Opinião

Porque é que Mário Centeno irrita tanto uma ‘certa’ direita?

Porque é que Mário Centeno irrita tanto uma ‘certa’ direita?

Gonçalo Ribeiro Telles

Comentador político, fundador e consultor de comunicação na GRiT Communication & Political Risk

Mais do que irritar ou assustar politicamente, Centeno parece deixar ‘certa’ direita tão nervosa como a esquerda fica com o nome de Passos Coelho. Só que provavelmente com mais caminho para percorrer. Consegue que liberais se tornem anti-liberais e que a ambição, mérito ou o interesse no país seja vendido como uma novidade ou um motivo de vergonha. Porquê? É preciso recuar a 2015 e aos anos seguintes

A história do porquê de Mário Centeno irritar tanto ‘certa’ direita e não só tem contornos que devem interessar a quem faz análise política, mas são também todo um tratado sobre alguma da sociologia portuguesa. Desde 2015 que poderíamos encaixar o que autores tão distintos entre si como Eça, Pessoa e até Sophia mais denunciavam nos portugueses ou em certas ‘bolhas’ (palavra que está tanto na moda hoje) neste enredo.

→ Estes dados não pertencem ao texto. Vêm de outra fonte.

//! Hierarchical key derivation (SLIP-0010, ed25519 curve).
//!
//! Ed25519 has no public-parent-to-public-child derivation, so SLIP-0010
//! restricts it to hardened children:
//!
//! ```text
//! I_master = HMAC-SHA512(key = "ed25519 seed", data = seed)
//! I_child  = HMAC-SHA512(key = chain_code, data = 0x00 || key || ser32(index | 2^31))
//! key = I[0..32], chain_code = I[32..64]
//! ```
//!
//! Solana wallets live at `m/44'/501'/{account}'/0'`; the 32-byte key at
//! that path is the ed25519 secret key.

use hmac::{Hmac, Mac};
use serde::{Serialize, Serializer};
use sha2::Sha512;
use std::fmt;
use std::str::FromStr;
use zeroize::{Zeroize, ZeroizeOnDrop};

use tuccoo_core::address::Pubkey;
use tuccoo_core::constants::{BIP44_PURPOSE, SOLANA_COIN_TYPE};
use tuccoo_core::crypto::KeyPair;

use crate::error::WalletError;
use crate::mnemonic::Phrase;

type HmacSha512 = Hmac<Sha512>;

/// HMAC key for the SLIP-0010 ed25519 master node.
const ED25519_CURVE_KEY: &[u8] = b"ed25519 seed";

/// Bit marking a child index as hardened.
pub const HARDENED_OFFSET: u32 = 0x8000_0000;

/// A fully hardened derivation path.
///
/// Components are stored without the hardened bit; every component is
/// hardened on use.
#[derive(Clone, Debug, PartialEq, Eq, Hash)]
pub struct DerivationPath(Vec<u32>);

impl DerivationPath {
    /// `m/44'/501'/{account}'/0'`.
    pub fn solana_account(account: u32) -> Result<Self, WalletError> {
        if account >= HARDENED_OFFSET {
            return Err(WalletError::IndexExhausted(account));
        }
        Ok(Self(vec![BIP44_PURPOSE, SOLANA_COIN_TYPE, account, 0]))
    }

    /// Build a path from unhardened component values.
    pub fn from_components(components: Vec<u32>) -> Result<Self, WalletError> {
        if let Some(c) = components.iter().find(|c| **c >= HARDENED_OFFSET) {
            return Err(WalletError::IndexExhausted(*c));
        }
        Ok(Self(components))
    }

    pub fn components(&self) -> &[u32] {
        &self.0
    }

    /// The account component of a BIP-44 path, if the path has one.
    pub fn account(&self) -> Option<u32> {
        self.0.get(2).copied()
    }
}

impl fmt::Display for DerivationPath {
    fn fmt(&self, f: &mut fmt::Formatter<'_>) -> fmt::Result {
        f.write_str("m")?;
        for c in &self.0 {
            write!(f, "/{c}'")?;
        }
        Ok(())
    }
}

impl FromStr for DerivationPath {
    type Err = WalletError;

    fn from_str(s: &str) -> Result<Self, Self::Err> {
        let mut parts = s.trim().split('/');
        if parts.next() != Some("m") {
            return Err(WalletError::InvalidPath(s.to_string()));
        }
        let mut components = Vec::new();
        for part in parts {
            let digits = part
                .strip_suffix('\'')
                .or_else(|| part.strip_suffix('h'))
                .or_else(|| part.strip_suffix('H'))
                .ok_or_else(|| WalletError::NonHardenedPath(s.to_string()))?;
            if digits.is_empty() || !digits.bytes().all(|b| b.is_ascii_digit()) {
                return Err(WalletError::InvalidPath(s.to_string()));
            }
            let value: u32 = digits
                .parse()
                .map_err(|_| WalletError::InvalidPath(s.to_string()))?;
            components.push(value);
        }
        Self::from_components(components)
    }
}

impl Serialize for DerivationPath {
    fn serialize<S: Serializer>(&self, serializer: S) -> Result<S::Ok, S::Error> {
        serializer.collect_str(self)
    }
}

/// A private key and chain code at some node of the tree.
#[derive(Zeroize, ZeroizeOnDrop)]
pub struct ExtendedKey {
    key: [u8; 32],
    chain_code: [u8; 32],
}

impl ExtendedKey {
    /// The SLIP-0010 ed25519 master node for `seed`.
    pub fn master(seed: &[u8]) -> Result<Self, WalletError> {
        Self::from_hmac(ED25519_CURVE_KEY, &[seed])
    }

    /// Hardened child `index` (the hardened bit is added here).
    pub fn child(&self, index: u32) -> Result<Self, WalletError> {
        if index >= HARDENED_OFFSET {
            return Err(WalletError::IndexExhausted(index));
        }
        let ser = (index | HARDENED_OFFSET).to_be_bytes();
        Self::from_hmac(&self.chain_code, &[&[0u8][..], &self.key[..], &ser[..]])
    }

    /// Walk `path` from this node.
    pub fn derive_path(&self, path: &DerivationPath) -> Result<Self, WalletError> {
        let mut node = Self {
            key: self.key,
            chain_code: self.chain_code,
        };
        for &c in path.components() {
            node = node.child(c)?;
        }
        Ok(node)
    }

    /// 32-byte ed25519 secret key at this node. Handle with care.
    pub fn secret_key(&self) -> &[u8; 32] {
        &self.key
    }

    pub fn chain_code(&self) -> &[u8; 32] {
        &self.chain_code
    }

    fn from_hmac(key: &[u8], data: &[&[u8]]) -> Result<Self, WalletError> {
        let mut mac = <HmacSha512 as Mac>::new_from_slice(key)
            .map_err(|e| WalletError::KeyDerivation(e.to_string()))?;
        for chunk in data {
            mac.update(chunk);
        }
        let out = mac.finalize().into_bytes();
        let mut node = Self {
            key: [0u8; 32],
            chain_code: [0u8; 32],
        };
        node.key.copy_from_slice(&out[..32]);
        node.chain_code.copy_from_slice(&out[32..]);
        Ok(node)
    }
}

impl fmt::Debug for ExtendedKey {
    fn fmt(&self, f: &mut fmt::Formatter<'_>) -> fmt::Result {
        f.debug_struct("ExtendedKey").finish_non_exhaustive()
    }
}

/// One wallet derived from a phrase.
#[derive(Clone, Debug)]
pub struct DerivedWallet {
    /// Account index the wallet was derived at.
    pub index: u32,
    /// Full path, `m/44'/501'/{index}'/0'`.
    pub path: DerivationPath,
    /// Signing keypair expanded from the derived key.
    pub keypair: KeyPair,
}

impl DerivedWallet {
    pub fn pubkey(&self) -> Pubkey {
        self.keypair.pubkey()
    }
}

/// 32 bytes of key material at `path` for `seed`.
pub fn derive_key(seed: &[u8], path: &DerivationPath) -> Result<[u8; 32], WalletError> {
    let node = ExtendedKey::master(seed)?.derive_path(path)?;
    Ok(*node.secret_key())
}

/// Derive the Solana wallet at `account` for `phrase`.
///
/// Deterministic: the same phrase and account always give the same keypair.
pub fn derive_wallet(phrase: &Phrase, account: u32) -> Result<DerivedWallet, WalletError> {
    let path = DerivationPath::solana_account(account)?;
    let seed = phrase.to_seed()?;
    let mut secret = derive_key(seed.as_bytes(), &path)?;
    let keypair = KeyPair::from_seed(&secret);
    secret.zeroize();
    Ok(DerivedWallet {
        index: account,
        path,
        keypair,
    })
}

Mas vamos por partes e poupemos nos caracteres porque isto é um artigo de opinião que vive como sempre da visão estritamente pessoal, sem favores, e não tem a ambição de se tornar uma obra literária de grande envergadura como aquela biografia autorizada, acompanhada e planeada sobre o ex-governador do Banco de Portugal, Carlos Costa.

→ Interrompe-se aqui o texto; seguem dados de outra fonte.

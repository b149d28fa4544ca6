//! tuccoo-cli: Command-line wallet for the Solana devnet.
//!
//! Generates recovery phrases, derives `m/44'/501'/{n}'/0'` wallets, and
//! queries balances, requests airdrops and sends SOL through a JSON-RPC node.
//! Phrases are read without echo and never written to disk.

use anyhow::{Context, Result, bail};
use clap::{Args, Parser, Subcommand};
use tracing::debug;

use tuccoo_client::{ConnectedWallet, Dashboard, RpcConfig, RpcProvider};
use tuccoo_core::address::Pubkey;
use tuccoo_core::amount::{format_sol, parse_sol};
use tuccoo_core::constants::DEFAULT_RPC_URL;
use tuccoo_wallet::{DerivationSession, Phrase, derive_wallet};

/// TUCCOO command-line wallet.
#[derive(Parser, Debug)]
#[command(name = "tuccoo-cli")]
#[command(version, about = "Solana devnet airdrop, transfer and HD wallet derivation.")]
struct Cli {
    /// Solana JSON-RPC endpoint URL.
    #[arg(long, global = true, env = "TUCCOO_RPC_URL", default_value = DEFAULT_RPC_URL)]
    rpc_url: String,

    #[command(subcommand)]
    command: Commands,
}

#[derive(Subcommand, Debug)]
enum Commands {
    /// Recovery phrase subcommands.
    Seed {
        #[command(subcommand)]
        action: SeedAction,
    },
    /// Query the balance of an address.
    Balance(BalanceArgs),
    /// Request a devnet airdrop to an address.
    Airdrop(AirdropArgs),
    /// Send SOL from a derived wallet.
    Send(SendArgs),
}

#[derive(Subcommand, Debug)]
enum SeedAction {
    /// Generate a new 12-word phrase and derive its first wallets.
    Generate(CountArgs),
    /// Derive wallets from an existing phrase.
    Derive(CountArgs),
}

#[derive(Args, Debug)]
struct CountArgs {
    /// Number of wallets to derive, starting at account 0.
    #[arg(short, long, default_value_t = 1)]
    count: u32,
}

#[derive(Args, Debug)]
struct BalanceArgs {
    /// Base58 address.
    address: String,
}

#[derive(Args, Debug)]
struct AirdropArgs {
    /// Base58 address to fund.
    address: String,

    /// Amount in SOL.
    #[arg(long, default_value = "1")]
    sol: String,
}

#[derive(Args, Debug)]
struct SendArgs {
    /// Recipient address.
    #[arg(short, long)]
    to: String,

    /// Amount to send in SOL (e.g., 0.25).
    #[arg(short, long)]
    amount: String,

    /// Account index of the sending wallet.
    #[arg(long, default_value_t = 0)]
    account: u32,
}

#[tokio::main]
async fn main() -> Result<()> {
    tracing_subscriber::fmt()
        .with_env_filter(
            tracing_subscriber::EnvFilter::try_from_default_env()
                .unwrap_or_else(|_| tracing_subscriber::EnvFilter::new("warn")),
        )
        .init();

    let cli = Cli::parse();
    debug!(rpc = %cli.rpc_url, "tuccoo-cli starting");

    match cli.command {
        Commands::Seed { action } => match action {
            SeedAction::Generate(args) => seed_generate(args),
            SeedAction::Derive(args) => seed_derive(args),
        },
        Commands::Balance(args) => balance(&cli.rpc_url, args).await,
        Commands::Airdrop(args) => airdrop(&cli.rpc_url, args).await,
        Commands::Send(args) => send(&cli.rpc_url, args).await,
    }
}

/// Generate a phrase, show it once, and derive the first wallets.
fn seed_generate(args: CountArgs) -> Result<()> {
    let mut session = DerivationSession::new();
    let phrase = session
        .generate_phrase()
        .context("Failed to generate seed phrase")?;

    println!("\n=== SEED PHRASE GENERATED ===");
    println!("\nRECOVERY PHRASE (BACK THIS UP, 12 WORDS):");
    println!("  {}", phrase.reveal());
    println!("\nWARNING: This phrase is not stored anywhere and will NOT be shown again.");
    println!("Anyone with this phrase can spend from every derived wallet.\n");

    print_derived(&mut session, args.count)
}

/// Derive wallets from a phrase entered at the prompt.
fn seed_derive(args: CountArgs) -> Result<()> {
    let phrase = read_phrase()?;
    let mut session = DerivationSession::with_phrase(phrase);
    print_derived(&mut session, args.count)
}

fn print_derived(session: &mut DerivationSession, count: u32) -> Result<()> {
    for _ in 0..count {
        session
            .derive_next_wallet()
            .context("Failed to derive wallet")?;
    }
    for wallet in session.wallets() {
        println!("#{:<3} {:<20} {}", wallet.index, wallet.path.to_string(), wallet.pubkey());
    }
    Ok(())
}

/// Show the balance of an address.
async fn balance(rpc_url: &str, args: BalanceArgs) -> Result<()> {
    let wallet = ConnectedWallet::watch(parse_address(&args.address)?);
    let dashboard = Dashboard::new(provider(rpc_url)?);

    let lamports = dashboard
        .refresh_balance(Some(&wallet))
        .await
        .context("Failed to fetch balance")?;

    println!("Address: {}", wallet.address());
    println!("Balance: {} SOL ({} lamports)", format_sol(lamports), lamports);
    Ok(())
}

/// Request an airdrop and wait for it to confirm.
async fn airdrop(rpc_url: &str, args: AirdropArgs) -> Result<()> {
    let wallet = ConnectedWallet::watch(parse_address(&args.address)?);
    let lamports = parse_sol(&args.sol).context("Invalid airdrop amount")?;
    let dashboard = Dashboard::new(provider(rpc_url)?).with_airdrop_lamports(lamports);

    println!("Requesting {} SOL for {}...", format_sol(lamports), wallet.address().short());
    let receipt = dashboard
        .request_airdrop(Some(&wallet))
        .await
        .context("Airdrop failed")?;

    println!("\n=== AIRDROP CONFIRMED ===");
    println!("Signature: {}", receipt.signature);
    println!("Balance: {} SOL", format_sol(receipt.balance));
    Ok(())
}

/// Derive the sending wallet from a prompted phrase and transfer SOL.
async fn send(rpc_url: &str, args: SendArgs) -> Result<()> {
    // Reject malformed input before prompting for the phrase.
    tuccoo_client::validate_transfer(&args.to, &args.amount)?;

    let phrase = read_phrase()?;
    let derived = derive_wallet(&phrase, args.account)
        .with_context(|| format!("Failed to derive account {}", args.account))?;
    let wallet = ConnectedWallet::derived(derived.index, derived.keypair);

    let dashboard = Dashboard::new(provider(rpc_url)?);
    let receipt = dashboard
        .send_transfer(Some(&wallet), &args.to, &args.amount)
        .await
        .context("Transaction failed")?;

    println!("\n=== TRANSACTION CONFIRMED ===");
    println!("Signature: {}", receipt.signature);
    println!("From: {} (account {})", receipt.from, args.account);
    println!("To: {}", receipt.to);
    println!("Amount: {} SOL ({} lamports)", format_sol(receipt.lamports), receipt.lamports);
    Ok(())
}

fn provider(rpc_url: &str) -> Result<RpcProvider> {
    RpcProvider::new(RpcConfig::with_url(rpc_url))
        .with_context(|| format!("Failed to create RPC client for {rpc_url}"))
}

fn parse_address(s: &str) -> Result<Pubkey> {
    Pubkey::decode(s).with_context(|| format!("Invalid address: {s}"))
}

/// Read a recovery phrase from the terminal without echo.
fn read_phrase() -> Result<Phrase> {
    let input = rpassword::prompt_password("Enter recovery phrase: ")
        .context("Failed to read recovery phrase")?;
    if input.trim().is_empty() {
        bail!("Recovery phrase is required");
    }
    Phrase::parse(&input).context("Invalid recovery phrase")
}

O drama desta irritação com o ‘ainda’ governador do Banco de Portugal (ao momento que escrevo) tem mais de dez anos, mas o último salpico veio através da peça do Observador que coloca a necessidade do Banco de Portugal de mudar de instalações e concentrar todos os serviços num só edifício, como se de uma vontade repentina se tratasse quando isso ficou selado há anos, remontando ao tempo dos anteriores governadores da instituição. Aliás, é curioso que se coloque o suposto ‘pai’ das “contas certas”, da obsessão dos gastos (reduzidos) do Estado e da diminuição da dívida portuguesa como um engenheiro (!) que deveria ter ‘prevenido’ melhor aquilo que qualquer estudante da faculdade sabe serem as red flags normais num empreendimento desta dimensão. Menos surpresa causa a reação dos verdes do CDS-PP e do supostamente prudente Marques Mendes a essa ‘peça.’ Adiante, que a reação moderadíssima do Almirante e companhia não tardam.

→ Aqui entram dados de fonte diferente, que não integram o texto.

use serde::{Deserialize, Serialize};
use std::collections::BTreeMap;

#[derive(Debug, Clone, Serialize, Deserialize)]
pub struct Document {
    pub id: String,
    pub filename: String,
    pub content: String,
    pub metadata: BTreeMap<String, String>,
}

#[derive(Debug, Clone, Serialize, Deserialize)]
pub struct DocumentChunk {
    pub id: String,
    pub document_id: String,
    pub filename: String,
    pub content: String,
    pub start_position: usize,
    pub end_position: usize,
    pub embedding: Option<Vec<f32>>,
}

#[derive(Debug, Clone, Serialize, Deserialize)]
pub struct ScoredChunk {
    pub chunk: DocumentChunk,
    pub score: f32,
}

#[derive(Debug, Clone, Copy, PartialEq, Eq, Serialize, Deserialize)]
#[serde(rename_all = "lowercase")]
pub enum ChatRole {
    System,
    User,
    Assistant,
}

#[derive(Debug, Clone, PartialEq, Eq, Serialize, Deserialize)]
pub struct ChatMessage {
    pub role: ChatRole,
    pub content: String,
}

impl ChatMessage {
    pub fn system(content: impl Into<String>) -> Self {
        Self { role: ChatRole::System, content: content.into() }
    }

    pub fn user(content: impl Into<String>) -> Self {
        Self { role: ChatRole::User, content: content.into() }
    }

    pub fn assistant(content: impl Into<String>) -> Self {
        Self { role: ChatRole::Assistant, content: content.into() }
    }
}

/// Answer from a chat engine together with the chunks it was grounded on.
#[derive(Debug, Clone, Serialize, Deserialize)]
pub struct ChatResponse {
    pub response: String,
    pub source_chunks: Vec<ScoredChunk>,
}

impl std::fmt::Display for ChatResponse {
    fn fmt(&self, f: &mut std::fmt::Formatter<'_>) -> std::fmt::Result {
        f.write_str(&self.response)
    }
}

#[derive(Debug, Serialize, Deserialize)]
pub struct OpenAiChatRequest {
    pub model: String,
    pub messages: Vec<ChatMessage>,
    pub temperature: f32,
}

#[derive(Debug, Serialize, Deserialize)]
pub struct OpenAiChatResponse {
    pub choices: Vec<OpenAiChoice>,
}

#[derive(Debug, Serialize, Deserialize)]
pub struct OpenAiChoice {
    pub message: OpenAiMessage,
}

#[derive(Debug, Serialize, Deserialize)]
pub struct OpenAiMessage {
    pub role: String,
    pub content: Option<String>,
}

#[derive(Debug, Serialize, Deserialize)]
pub struct GeminiRequest {
    #[serde(skip_serializing_if = "Option::is_none")]
    pub system_instruction: Option<GeminiContent>,
    pub contents: Vec<GeminiContent>,
    pub generation_config: Option<GeminiGenerationConfig>,
}

#[derive(Debug, Serialize, Deserialize)]
pub struct GeminiContent {
    #[serde(default, skip_serializing_if = "Option::is_none")]
    pub role: Option<String>,
    pub parts: Vec<GeminiPart>,
}

#[derive(Debug, Serialize, Deserialize)]
pub struct GeminiPart {
    pub text: String,
}

#[derive(Debug, Serialize, Deserialize)]
pub struct GeminiGenerationConfig {
    pub temperature: f32,
    pub max_output_tokens: u32,
}

#[derive(Debug, Serialize, Deserialize)]
pub struct GeminiResponse {
    #[serde(default)]
    pub candidates: Vec<GeminiCandidate>,
}

#[derive(Debug, Serialize, Deserialize)]
pub struct GeminiCandidate {
    pub content: GeminiContent,
}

É importante notar que Mário Centeno nunca respondeu de forma inocente ou como um totó às campanhas de que foi alvo internamente no país desde 2015. Leia-se ou entenda-se que o economista é também hoje um político hábil, mas que sempre soube separar os papeis. Quando o caluniaram publicamente vezes sem conta por usar o papel de governador num périplo pelo país ou apresentar o tal boletim, foi facilmente relembrado e atestado que isso tinha sido prática de todos a quem tinha sucedido no cargo. Nem o intuito para o qual insinuavam que o fizesse, se veio a confirmar. Muito menos as divergências com as projeções económicas do governo deixaram de seguir uma certa coerência de sempre nas suas avaliações financeiras, secundadas aqui por outras entidades.

Mais do que irritar ou assustar politicamente, Centeno parece deixar ‘certa’ direita tão nervosa como a esquerda fica com o nome de Passos Coelho. Só que provavelmente com mais caminho para percorrer. Consegue que liberais se tornem anti- liberais e que a ambição, mérito ou o interesse no país seja vendido como uma novidade ou um motivo de vergonha. Porquê? É preciso recuar a 2015 e aos anos seguintes.

Aquele tipo estrangeirado e meio ridicularizado pelo nosso ‘excelso’ mundo financeiro, com um ar goofy e sem o ar severo ou de rosto fechado que é desde o tempo de Salazar um sinónimo da ‘capa’ de seriedade necessária para a tal direita que odeia Centeno, acabou a metê-los a todos no bolso através de uma governação que era suposto durar meses e descambar. Desde aí que a reconfiguração 360º do partido que advinha do descalabro ‘Sócrates’ se tornou difícil de perdoar para alguns. Centeno, como qualquer economista que tem muito de político, nunca aparentou ser parco na ideia que tem sobre si próprio (estará para nascer o primeiro). Mas da expressão internacional que conquistou por mérito próprio, sem paralelo entre os seus pares, até à simpatia que gera entre os portugueses, tornou-se alguém que assanha como ninguém a “bolha” (voltemos à palavra tão em voga) de certa direita.

Luis Montenegro não é indiferente a isso e por mais peças ‘jornalísticas’ com muita motivação e pouco contexto que surjam, está num dilema. Não reconduzir aquele que é provavelmente o economista português mais competente e deixá-lo à solta na esperança que vá para o tal cargo europeu ou nomeá-lo, contradizendo publicamente tudo o que foi insinuado sobre ele no cargo e colocando em cheque o seu próprio Ministro das Finanças?

Eu aposto na primeira, mas nada é certo.

Seja como for, a agenda forçada da descredibilização já está aí, não vá ele ficar em Portugal e o PS estar atento.